Dr. Mary Jane Thomassen, a scientist and professor in the division of pulmonary and critical care medicine at the Brody School of Medicine at ECU, is looking at the effects of carbon nanotubes with help from a three-year, $368,159 grant from the National Institute of Environmental Health Sciences. Her study is titled, “Chronic Granulomatous Lung Inflammation Elicited by Carbon Nanotubes.”

Thomassen has been studying carbon nanotubes since 2008. Smaller than 1/1000th of a millimeter, CNTs are tube-shaped fibers that have proved useful in products as varied as cosmetics, sunscreens, bicycle frames, electronics, sailboats, space shuttles and pills. They’ve even been used to clean up oil spills. But not much is known about any long-term hazards from inhaling nanomaterials during their manufacture or use.

The goal of Thomassen’s project is to examine specific pathways in which carbon-based nanomaterials can injure the lungs. 
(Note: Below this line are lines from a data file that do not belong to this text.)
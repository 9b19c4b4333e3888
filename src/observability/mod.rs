//! Observability subsystem.
//!
//! # Data Flow
//! ```text
//! HTTP layer and upstream client produce:
//!     → logging.rs (structured log events via tracing)
//!     → metrics.rs (counters, histograms)
//!
//! Consumers:
//!     → stdout (fmt subscriber)
//!     → Prometheus scrape endpoint (optional)
//! ```
//!
//! # Design Decisions
//! - Request ID is attached to every response and carried in log fields
//! - Metric updates are no-ops until a recorder is installed

pub mod logging;
pub mod metrics;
Exposure to carbon-based nanomaterials may be occupational and occur during commercial production processes. Alternatively, people exposed to fires that contain burning diesel fuel, methane, propane or natural gas may be at risk since these fires release CNTs. For example, they were detected in air and human tissues following the Sept. 11 terrorist attacks at the World Trade Center, Thomassen said.

CNTs entering the lung are engulfed by immune cells which then send out SOS-type chemical messages that recruit more immune cells and affect other structural cells of the lung. The result can be damage to airways and difficulty breathing. Since CNTs cannot be destroyed by the immune cells, they also can clog up small airways and cause the immune cells to pile up and try to wall off the CNTs. This process causes further damage and can lead to chronic breathing problems.
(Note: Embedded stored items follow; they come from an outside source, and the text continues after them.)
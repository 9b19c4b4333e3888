//! End-to-end tests for the open relay.

use serde_json::Value;
use wiremock::matchers::{header, method, path};
use wiremock::{Mock, MockServer, ResponseTemplate};

mod common;

use common::{raw_client, spawn_relay, test_config};

fn encode(target: &str) -> String {
    url::form_urlencoded::byte_serialize(target.as_bytes()).collect()
}

#[tokio::test]
async fn streams_body_status_and_headers_unchanged() {
    let payload: Vec<u8> = (0..=255u8).cycle().take(64 * 1024).collect();
    let upstream = MockServer::start().await;
    Mock::given(method("GET"))
        .and(path("/upgcxcode/1.m4s"))
        .and(header("referer", "https://www.bilibili.com/"))
        .and(header("range", "bytes=0-65535"))
        .respond_with(
            ResponseTemplate::new(206)
                .set_body_raw(payload.clone(), "video/mp4")
                .insert_header("content-range", "bytes 0-65535/1048576")
                .insert_header("content-encoding", "identity"),
        )
        .expect(1)
        .mount(&upstream)
        .await;

    let relay = spawn_relay(test_config(&upstream.uri())).await;
    let target = format!("{}/upgcxcode/1.m4s", upstream.uri());
    let response = raw_client()
        .get(relay.url(&format!("/?url={}", encode(&target))))
        .header("range", "bytes=0-65535")
        .send()
        .await
        .unwrap();

    assert_eq!(response.status(), 206);
    assert_eq!(response.headers()["content-type"], "video/mp4");
    assert_eq!(response.headers()["content-range"], "bytes 0-65535/1048576");
    assert_eq!(response.headers()["access-control-allow-origin"], "*");
    assert_eq!(response.bytes().await.unwrap().as_ref(), payload.as_slice());
}

#[tokio::test]
async fn referer_parameter_overrides_default() {
    let upstream = MockServer::start().await;
    Mock::given(method("GET"))
        .and(path("/cover.jpg"))
        .and(header("referer", "https://m.bilibili.com/"))
        .respond_with(ResponseTemplate::new(200).set_body_raw(vec![1u8, 2, 3], "image/jpeg"))
        .expect(1)
        .mount(&upstream)
        .await;

    let relay = spawn_relay(test_config(&upstream.uri())).await;
    let target = format!("{}/cover.jpg", upstream.uri());
    let response = reqwest::get(relay.url(&format!(
        "/?url={}&referer={}",
        encode(&target),
        encode("https://m.bilibili.com/")
    )))
    .await
    .unwrap();
    assert_eq!(response.status(), 200);
    assert_eq!(response.bytes().await.unwrap().as_ref(), &[1u8, 2, 3]);
}

#[tokio::test]
async fn upstream_error_status_is_relayed() {
    let upstream = MockServer::start().await;
    Mock::given(method("GET"))
        .and(path("/expired.mp4"))
        .respond_with(ResponseTemplate::new(403).set_body_string("denied"))
        .mount(&upstream)
        .await;

    let relay = spawn_relay(test_config(&upstream.uri())).await;
    let target = format!("{}/expired.mp4", upstream.uri());
    let response = reqwest::get(relay.url(&format!("/?url={}", encode(&target))))
        .await
        .unwrap();
    assert_eq!(response.status(), 403);
    assert_eq!(response.text().await.unwrap(), "denied");
}

#[tokio::test]
async fn missing_url_is_an_error_envelope() {
    let relay = spawn_relay(test_config("http://127.0.0.1:9")).await;
    let response = reqwest::get(relay.url("/")).await.unwrap();
    assert_eq!(response.status(), 500);
    let body: Value = response.json().await.unwrap();
    assert_eq!(body["code"], -1);
    assert_eq!(body["error"], "missing required parameter: url");
}

#[tokio::test]
async fn disallowed_host_is_never_fetched() {
    let upstream = MockServer::start().await;
    Mock::given(method("GET"))
        .respond_with(ResponseTemplate::new(200))
        .expect(0)
        .mount(&upstream)
        .await;

    let mut config = test_config(&upstream.uri());
    config.relay.allowed_hosts = vec!["bilivideo.com".into()];
    let relay = spawn_relay(config).await;

    let target = format!("{}/secret", upstream.uri());
    let response = reqwest::get(relay.url(&format!("/?url={}", encode(&target))))
        .await
        .unwrap();
    assert_eq!(response.status(), 500);
    let body: Value = response.json().await.unwrap();
    assert_eq!(body["error"], "invalid relay target: host '127.0.0.1' is not allowed");
}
Thomassen said the next step will be to look for ways to treat CNT lung disease using a mouse model. The goal is to eventually find treatments that would be beneficial in human lung disease.

Thomassen’s collaborators on the study are Dr. Barbara Barna, a scientist and affiliate faculty member of the pulmonary division; Dr. Larry Dobbs, a scientist and physician in the ECU Department of Pathology and Laboratory Medicine; and Dr. Chris Wingard, a scientist and associate professor of physiology at the Brody School of Medicine.